目標を明確に 読者の役に立つ情報を届ける
福間智人氏: 正直に言うと最初の執筆動機は、分身として稼いでもらうためでした。弁護士になるための勉強の時間や余裕を確保するために書きはじめたはずでしたが、取り組んでみると中途半端なことはできなくて。本末転倒気味になりましたが、そのおかげで『忘れてしまった高校の化学を復習する本』は、今もカラー版として版を重ね、読んで頂けています。
その後、旺文社から出した『福間の無機化学 無機頻出問題の解法』が好評を得て、さらに、講談社サイエンティフィックの方からお声がけを頂いて、『単位が取れる量子化学ノート』ができあがりました。この本は、司法試験に受かってから司法修習に行くまでのあいだに書いたものです。
――どんな想いで書かれていましたか。
福間智人氏: すべてにおいて今もそうですが、私自身の創作意欲や自己実現を達成するために書いているのではなく、あくまでも読んでくれる人のために書いています。「誰に宛てて何のために書くのか」そこを明確に考えて、読み手の方から眺めようと努めています。

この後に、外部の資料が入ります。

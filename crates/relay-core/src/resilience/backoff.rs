//! Backoff calculator: how long to wait before the next retry.

use std::time::Duration;

use rand::Rng;
use serde::{Deserialize, Serialize};

/// Exponential backoff settings.
#[derive(Debug, Clone, PartialEq, Serialize, Deserialize)]
#[serde(default)]
pub struct BackoffConfig {
    /// Delay before the first retry.
    #[serde(rename = "initial_delay_ms", with = "crate::duration_ms")]
    pub initial_delay: Duration,

    /// Growth factor per attempt.
    pub multiplier: f64,

    /// Upper bound applied before jitter.
    #[serde(rename = "max_delay_ms", with = "crate::duration_ms")]
    pub max_delay: Duration,

    /// Inflate each delay by a uniform 0-50% to spread out retry storms.
    pub jitter: bool,
}

impl Default for BackoffConfig {
    fn default() -> Self {
        Self {
            initial_delay: Duration::from_secs(1),
            multiplier: 2.0,
            max_delay: Duration::from_secs(30),
            jitter: true,
        }
    }
}

impl BackoffConfig {
    /// No waiting at all. Useful for tests and for queues driven purely by
    /// external triggers.
    pub fn immediate() -> Self {
        Self {
            initial_delay: Duration::ZERO,
            multiplier: 1.0,
            max_delay: Duration::ZERO,
            jitter: false,
        }
    }

    /// `min(initial_delay * multiplier^attempt, max_delay)`, without jitter.
    ///
    /// `attempt` is zero-based: the first retry uses `attempt = 0`.
    ///
    /// Example with initial=1s, multiplier=2.0, max=30s:
    /// - attempt 0: 1s
    /// - attempt 1: 2s
    /// - attempt 4: 16s
    /// - attempt 5: 30s (capped)
    pub fn base_delay(&self, attempt: u32) -> Duration {
        let max_secs = self.max_delay.as_secs_f64();
        let exponent = attempt.min(i32::MAX as u32) as i32;
        let raw = self.initial_delay.as_secs_f64() * self.multiplier.powi(exponent);

        let secs = if raw.is_finite() {
            raw.clamp(0.0, max_secs)
        } else {
            max_secs
        };
        Duration::from_secs_f64(secs)
    }
}

/// Delay before retry number `attempt` (zero-based), jittered if enabled.
pub fn delay(attempt: u32, config: &BackoffConfig) -> Duration {
    delay_with_rng(attempt, config, &mut rand::thread_rng())
}

/// Same as [`delay`] with an explicit random source.
pub fn delay_with_rng<R: Rng + ?Sized>(attempt: u32, config: &BackoffConfig, rng: &mut R) -> Duration {
    let base = config.base_delay(attempt);
    if !config.jitter || base.is_zero() {
        return base;
    }

    let factor = 1.0 + rng.gen_range(0.0..0.5);
    base.mul_f64(factor)
}
impl CircuitBreaker {
    pub fn new(name: impl Into<String>, config: BreakerConfig) -> Self {
        Self::with_clock(name, config, Arc::new(SystemClock))
    }

    pub fn with_clock(name: impl Into<String>, config: BreakerConfig, clock: Arc<dyn Clock>) -> Self {
        Self {
            name: name.into(),
            config,
            clock,
            inner: Mutex::new(BreakerState::initial()),
        }
    }

    pub fn name(&self) -> &str {
        &self.name
    }

    pub fn config(&self) -> &BreakerConfig {
        &self.config
    }

    pub fn state(&self) -> CircuitState {
        self.lock().state
    }

    pub fn stats(&self) -> BreakerStats {
        let inner = self.lock();
        BreakerStats {
            state: inner.state,
            consecutive_failures: inner.failures,
            half_open_successes: inner.successes,
            rejected: inner.rejected,
            opened_at: inner.opened_at,
        }
    }

    /// Run `f` through the breaker. Every error counts as a failure.
    pub async fn execute<T, E, F, Fut>(&self, f: F) -> Result<T, BreakerError<E>>
    where
        F: FnOnce() -> Fut,
        Fut: Future<Output = Result<T, E>>,
    {
        self.execute_filtered(f, |_| true).await
    }

    /// Run `f` through the breaker. Errors for which `is_failure` returns
    /// false prove the target is reachable and count as successes.
    pub async fn execute_filtered<T, E, F, Fut, P>(
        &self,
        f: F,
        is_failure: P,
    ) -> Result<T, BreakerError<E>>
    where
        F: FnOnce() -> Fut,
        Fut: Future<Output = Result<T, E>>,
        P: Fn(&E) -> bool,
    {
        let mut admission = self.admit().ok_or(BreakerError::Open)?;

        let result = f().await;
        match &result {
            Err(e) if is_failure(e) => admission.failure(),
            _ => admission.success(),
        }
        result.map_err(BreakerError::Inner)
    }

    /// Force the circuit open (operational override).
    pub fn open(&self) {
        let now = self.clock.now();
        let mut inner = self.lock();
        Self::trip(&self.name, &mut inner, now);
    }

    /// Force the circuit closed and forget the failure streak.
    pub fn close(&self) {
        let mut inner = self.lock();
        inner.state = CircuitState::Closed;
        inner.failures = 0;
        inner.successes = 0;
        inner.opened_at = None;
        inner.trial_in_flight = false;
        tracing::info!(breaker = %self.name, "circuit manually closed");
    }

    /// Back to the initial state, including statistics.
    pub fn reset(&self) {
        *self.lock() = BreakerState::initial();
        tracing::info!(breaker = %self.name, "circuit reset");
    }

    fn lock(&self) -> MutexGuard<'_, BreakerState> {
        self.inner.lock().unwrap_or_else(|poisoned| poisoned.into_inner())
    }

    fn admit(&self) -> Option<Admission<'_>> {
        let now = self.clock.now();
        let mut inner = self.lock();

        match inner.state {
            CircuitState::Closed => Some(Admission::new(self, false)),
            CircuitState::Open => {
                let elapsed = inner
                    .opened_at
                    .and_then(|at| (now - at).to_std().ok())
                    .unwrap_or_default();

                if elapsed >= self.config.reset_timeout {
                    inner.state = CircuitState::HalfOpen;
                    inner.successes = 0;
                    inner.trial_in_flight = true;
                    tracing::info!(breaker = %self.name, "circuit half-open, admitting trial call");
                    Some(Admission::new(self, true))
                } else {
                    inner.rejected += 1;
                    None
                }
            }
            CircuitState::HalfOpen if inner.trial_in_flight => {
                inner.rejected += 1;
                None
            }
            CircuitState::HalfOpen => {
                inner.trial_in_flight = true;
                Some(Admission::new(self, true))
            }
        }
    }

    fn record_success(&self) {
        let mut inner = self.lock();
        match inner.state {
            CircuitState::Closed => inner.failures = 0,
            CircuitState::HalfOpen => {
                inner.trial_in_flight = false;
                inner.successes += 1;
                if inner.successes >= self.config.success_threshold {
                    inner.state = CircuitState::Closed;
                    inner.failures = 0;
                    inner.successes = 0;
                    inner.opened_at = None;
                    tracing::info!(breaker = %self.name, "circuit closed");
                }
            }
            // A call admitted before the circuit opened finished late.
            CircuitState::Open => {}
        }
    }

    fn record_failure(&self) {
        let now = self.clock.now();
        let mut inner = self.lock();
        match inner.state {
            CircuitState::Closed => {
                inner.failures += 1;
                if inner.failures >= self.config.failure_threshold {
                    Self::trip(&self.name, &mut inner, now);
                }
            }
            CircuitState::HalfOpen => {
                inner.failures += 1;
                Self::trip(&self.name, &mut inner, now);
            }
            CircuitState::Open => {}
        }
    }

    fn release_trial(&self) {
        self.lock().trial_in_flight = false;
    }

    fn trip(name: &str, inner: &mut BreakerState, now: DateTime<Utc>) {
        inner.state = CircuitState::Open;
        inner.opened_at = Some(now);
        inner.successes = 0;
        inner.trial_in_flight = false;
        tracing::warn!(breaker = %name, failures = inner.failures, "circuit opened");
    }
}

impl fmt::Debug for CircuitBreaker {
    fn fmt(&self, f: &mut fmt::Formatter<'_>) -> fmt::Result {
        f.debug_struct("CircuitBreaker")
            .field("name", &self.name)
            .field("config", &self.config)
            .field("state", &self.state())
            .finish()
    }
}

/// A call let through the breaker. If the wrapped future is dropped before
/// an outcome is recorded, the trial slot is released.
struct Admission<'a> {
    breaker: &'a CircuitBreaker,
    trial: bool,
    settled: bool,
}

impl<'a> Admission<'a> {
    fn new(breaker: &'a CircuitBreaker, trial: bool) -> Self {
        Self {
            breaker,
            trial,
            settled: false,
        }
    }

    fn success(&mut self) {
        self.settled = true;
        self.breaker.record_success();
    }

    fn failure(&mut self) {
        self.settled = true;
        self.breaker.record_failure();
    }
}

impl Drop for Admission<'_> {
    fn drop(&mut self) {
        if self.trial && !self.settled {
            self.breaker.release_trial();
        }
    }
}

#[cfg(test)]
mod tests {
    use super::*;
    use crate::ports::ManualClock;
    use std::sync::atomic::{AtomicUsize, Ordering};
    use tokio::sync::Notify;

    fn breaker(failure_threshold: u32, success_threshold: u32) -> (CircuitBreaker, Arc<ManualClock>) {
        let clock = Arc::new(ManualClock::default());
        let config = BreakerConfig {
            failure_threshold,
            success_threshold,
            reset_timeout: Duration::from_secs(10),
        };
        (CircuitBreaker::with_clock("test", config, clock.clone()), clock)
    }

    async fn fail(b: &CircuitBreaker) -> Result<(), BreakerError<&'static str>> {
        b.execute(|| async { Err::<(), _>("boom") }).await
    }

    async fn succeed(b: &CircuitBreaker) -> Result<(), BreakerError<&'static str>> {
        b.execute(|| async { Ok::<(), &'static str>(()) }).await
    }

    #[tokio::test]
    async fn opens_after_threshold_and_rejects_without_calling() {
        let (b, _clock) = breaker(3, 1);
        for _ in 0..3 {
            assert!(matches!(fail(&b).await, Err(BreakerError::Inner("boom"))));
        }
        assert_eq!(b.state(), CircuitState::Open);

        let calls = AtomicUsize::new(0);
        let result = b
            .execute(|| async {
                calls.fetch_add(1, Ordering::SeqCst);
                Ok::<(), &'static str>(())
            })
            .await;

        assert!(matches!(result, Err(BreakerError::Open)));
        assert_eq!(calls.load(Ordering::SeqCst), 0);
        assert_eq!(b.stats().rejected, 1);
    }

    #[tokio::test]
    async fn success_resets_the_failure_streak() {
        let (b, _clock) = breaker(3, 1);
        fail(&b).await.unwrap_err();
        fail(&b).await.unwrap_err();
        succeed(&b).await.unwrap();
        fail(&b).await.unwrap_err();
        fail(&b).await.unwrap_err();

        assert_eq!(b.state(), CircuitState::Closed);
        assert_eq!(b.stats().consecutive_failures, 2);
    }

    #[tokio::test]
    async fn half_open_trial_success_closes() {
        let (b, clock) = breaker(3, 1);
        for _ in 0..3 {
            fail(&b).await.unwrap_err();
        }

        clock.advance(Duration::from_secs(9));
        assert!(matches!(succeed(&b).await, Err(BreakerError::Open)));

        clock.advance(Duration::from_secs(1));
        succeed(&b).await.unwrap();
        assert_eq!(b.state(), CircuitState::Closed);
        assert_eq!(b.stats().consecutive_failures, 0);
    }

    #[tokio::test]
    async fn half_open_trial_failure_reopens_and_restarts_timer() {
        let (b, clock) = breaker(1, 1);
        fail(&b).await.unwrap_err();
        clock.advance(Duration::from_secs(10));

        assert!(matches!(fail(&b).await, Err(BreakerError::Inner(_))));
        assert_eq!(b.state(), CircuitState::Open);

        clock.advance(Duration::from_secs(5));
        assert!(matches!(succeed(&b).await, Err(BreakerError::Open)));

        clock.advance(Duration::from_secs(5));
        succeed(&b).await.unwrap();
        assert_eq!(b.state(), CircuitState::Closed);
    }

    #[tokio::test]
    async fn success_threshold_requires_several_trials() {
        let (b, clock) = breaker(1, 2);
        fail(&b).await.unwrap_err();
        clock.advance(Duration::from_secs(10));

        succeed(&b).await.unwrap();
        assert_eq!(b.state(), CircuitState::HalfOpen);
        succeed(&b).await.unwrap();
        assert_eq!(b.state(), CircuitState::Closed);
    }

    #[tokio::test]
    async fn only_one_trial_at_a_time() {
        let (b, clock) = breaker(1, 1);
        let b = Arc::new(b);
        fail(&b).await.unwrap_err();
        clock.advance(Duration::from_secs(10));

        let started = Arc::new(Notify::new());
        let release = Arc::new(Notify::new());
        let trial = tokio::spawn({
            let b = Arc::clone(&b);
            let started = Arc::clone(&started);
            let release = Arc::clone(&release);
            async move {
                b.execute(|| async move {
                    started.notify_one();
                    release.notified().await;
                    Ok::<(), &'static str>(())
                })
                .await
            }
        });

        started.notified().await;
        assert_eq!(b.state(), CircuitState::HalfOpen);
        assert!(matches!(succeed(&b).await, Err(BreakerError::Open)));

        release.notify_one();
        trial.await.unwrap().unwrap();
        assert_eq!(b.state(), CircuitState::Closed);
    }

    #[tokio::test]
    async fn dropped_trial_releases_the_slot() {
        let (b, clock) = breaker(1, 1);
        fail(&b).await.unwrap_err();
        clock.advance(Duration::from_secs(10));

        let pending = b.execute(|| std::future::pending::<Result<(), &'static str>>());
        let timed_out = tokio::time::timeout(Duration::from_millis(10), pending).await;
        assert!(timed_out.is_err());

        succeed(&b).await.unwrap();
        assert_eq!(b.state(), CircuitState::Closed);
    }

    #[tokio::test]
    async fn filtered_errors_do_not_trip() {
        let (b, _clock) = breaker(1, 1);
        let result = b
            .execute_filtered(|| async { Err::<(), u16>(404) }, |code| *code >= 500)
            .await;

        assert!(matches!(result, Err(BreakerError::Inner(404))));
        assert_eq!(b.state(), CircuitState::Closed);
    }

    #[tokio::test]
    async fn manual_overrides() {
        let (b, _clock) = breaker(3, 1);

        b.open();
        assert_eq!(b.state(), CircuitState::Open);
        assert!(matches!(succeed(&b).await, Err(BreakerError::Open)));

        b.close();
        assert_eq!(b.state(), CircuitState::Closed);
        succeed(&b).await.unwrap();

        b.open();
        succeed(&b).await.unwrap_err();
        b.reset();
        assert_eq!(
            b.stats(),
            BreakerStats {
                state: CircuitState::Closed,
                consecutive_failures: 0,
                half_open_successes: 0,
                rejected: 0,
                opened_at: None,
            }
        );
    }

    #[test]
    fn breaker_error_maps_to_delivery_error() {
        assert_eq!(
            DeliveryError::from(BreakerError::Open),
            DeliveryError::CircuitOpen
        );
        assert_eq!(
            DeliveryError::from(BreakerError::Inner(DeliveryError::Timeout)),
            DeliveryError::Timeout
        );
    }
}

たとえば裁判であれば、裁判官に(誰に)、こちら側の主張を通し勝訴するための文章(何を何のために)を書くわけで、自分が何を書きたいのかではありません。本も一緒で、参考書であれば受験生が読むので、点数が上がることのみを意識して書きます。点数が上がるように徹底的にこだわりました。出題頻度については感覚的なものは排除し、過去10年分の入試問題をすべてチェックして、精査しました。
文章には、形、インデントまでこだわります。ただ文章が並んでいるのは、シャリが崩れていてもマグロが乗っていたらとりあえず寿司、と言うのと同じです。盛りつけが雑だと、中身、味にまで影響するのです。やはり、ちゃんとしたものは形がしっかりとしている。ですから見た目は、とても大事なのです。
――相手のための美学。
福間智人氏: もので言えば機能美の方に近い部分で、クリエイティブではなく、不良箇所を出さない工業製品を作りたいと思っています。アーティストのような、心の中にあふれる想いや泉はありません。それがむしろ私の長所であり、だからこそ化学も法律も同じように取り組めるのだと思います。ただ、己が何をできるのか、自身の特技を見いだすことは大切で、以前英語もかじりましたが、化学や法律ほどパフォーマンスを発揮できないと分かってやめました。良いものを提供できなければ相手に感謝されませんから。
「ありがとう」を喜びに 人生を生きぬく
――限定しない強みを活かして、「ありがとう」と言われる仕事を続けていく。
福間智人氏: 自身の役割、使命を考えたことはありませんが、せっかく一度の人生だから、大切に思ったことをやっていきたいと思っています。私の場合、やはり「人に感謝されていい気になりたい(笑)」ということになります。「ありがとう」が聞ける仕事を続けていくことですね。
理系らしい発言をすると、人間も別段生物の一種に過ぎないと思っていて、「なぜ生きているか」なんて、本当のことは誰もわからないと思っています。「目標をもって生きなければならない」とするならば、植物や魚はどうか。目標をもって生きているとはちょっと思えません。かといって生きていないでもない。理由はわからずとも、なぜか「生き物」は存在している。ただ分かっていることは、「死んだらもう二度と生まれてはこない」ということです。
ですから目標を強迫観念的に持つ必要はありませんが、生物は弱肉強食の世界にいるのもまた事実で、生きていくことはものすごくシビアなことです。そういう厳しい中に当然人間もやっぱりいるわけだから、そうした状況下にあることを意識しつつも、この人生を楽しんで生きぬいていきたいと思います。